The house and property had the details called for in the script: a garage, driveway of a certain length, imposing trees in a large backyard and a metal barn that was the perfect distance from the road (and possible passersby who could aid Kristen and James). When Bertino, Kretschmer and location scout STEVE RHEA arrived at the house, they instantly knew it was their Hoyt home. Fortunately, they were able to integrate the agreed-upon interior design with the look of this Timmonsville property.
The only element that had to be built and added to the house's exterior was the back porch specified in the script. Kretschmer and his team added sliding glass doors, classic examples of '70s-era architecture, that led to the porch.

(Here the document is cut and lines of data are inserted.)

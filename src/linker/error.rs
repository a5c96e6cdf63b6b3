//! Linker errors surfaced to callers
//!
//! Scanning itself never fails; only decoding the host's inputs can.

/// Fatal input errors at the linker boundary
#[derive(Debug, Clone, PartialEq)]
pub enum LinkerError {
    /// Settings object could not be decoded
    InvalidSettings(String),
    /// Descriptor list could not be decoded, so no registry was built
    InvalidDescriptors(String),
}

impl std::fmt::Display for LinkerError {
    fn fmt(&self, f: &mut std::fmt::Formatter<'_>) -> std::fmt::Result {
        match self {
            LinkerError::InvalidSettings(msg) => write!(f, "Invalid settings: {}", msg),
            LinkerError::InvalidDescriptors(msg) => {
                write!(f, "Candidate registry could not be built: {}", msg)
            }
        }
    }
}

impl std::error::Error for LinkerError {}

Because of the damage that The Man in the Mask would inflict upon it in several scenes, multiple copies of the existing carved wooden front door on the Timmonsville house were created. The "stunt doors" were individually mounted onto parts of the entranceway, creating a small set within the existing location.
To add to the creepiness, Bertino designed some additional surprises for the cast. He says, "When we were shooting at that house, you really couldn't hear nearby cars. But you could hear things in and around the house, so we had crew members generate unexplained noises during, or just before, takes. The actors felt like they were there, and they would get surprised and scared. We would too."
For the film's flashback scenes in which we see Kristen and James at the wedding, additional lensing took place in and around Florence at the Pee Dee Shrine Club, at the Hilton Garden Inn and on residential streets. South Carolina's seventh-largest city, located in the northeast part of the state, Florence has seen increased filming activity due to the South Carolina legislature's June 2006 passage of large tax incentives for film productions in the state, as well as through the efforts of the Florence County Economic Development Partnership (FCEDP). The three-month shoot of The Strangers provided jobs for residents and funneled millions of dollars of business into the area's economy.
For the most part, the production opted to shoot the film in chronological order. Mostly, it received unexpected atmospheric benefits from the weather. However, rain, wind, fog and unseasonably cold weather all impacted the shoot at various times. Bertino admits: "We had to make some changes because of the rain. But while it forced our hand [sometimes resulting in reshoots because of the swampy mess], we'd often find out that the revisions looked the way we should have gone all along."
Adds Kip Weeks, "The elements became part of the story and part of our performances. It made the shoot more natural; we really were running through mud, so we didn't have to pretend."
Fight or Flight:
Physical Demands of the Shoot

As called for in Bertino's story, the lead actors were put through the wringer far more than the trio of Strangers. "This role was emotionally, and especially physically, draining," says Tyler, who was additionally stricken with tonsillitis during the shoot. "Usually, on a movie, there are a couple of scenes that you know will be tough to do, and you think, 'I'll just have to get through that particular day.' This was two months of that. We worked long hours. It was by far the hardest film shoot I've ever been a part of."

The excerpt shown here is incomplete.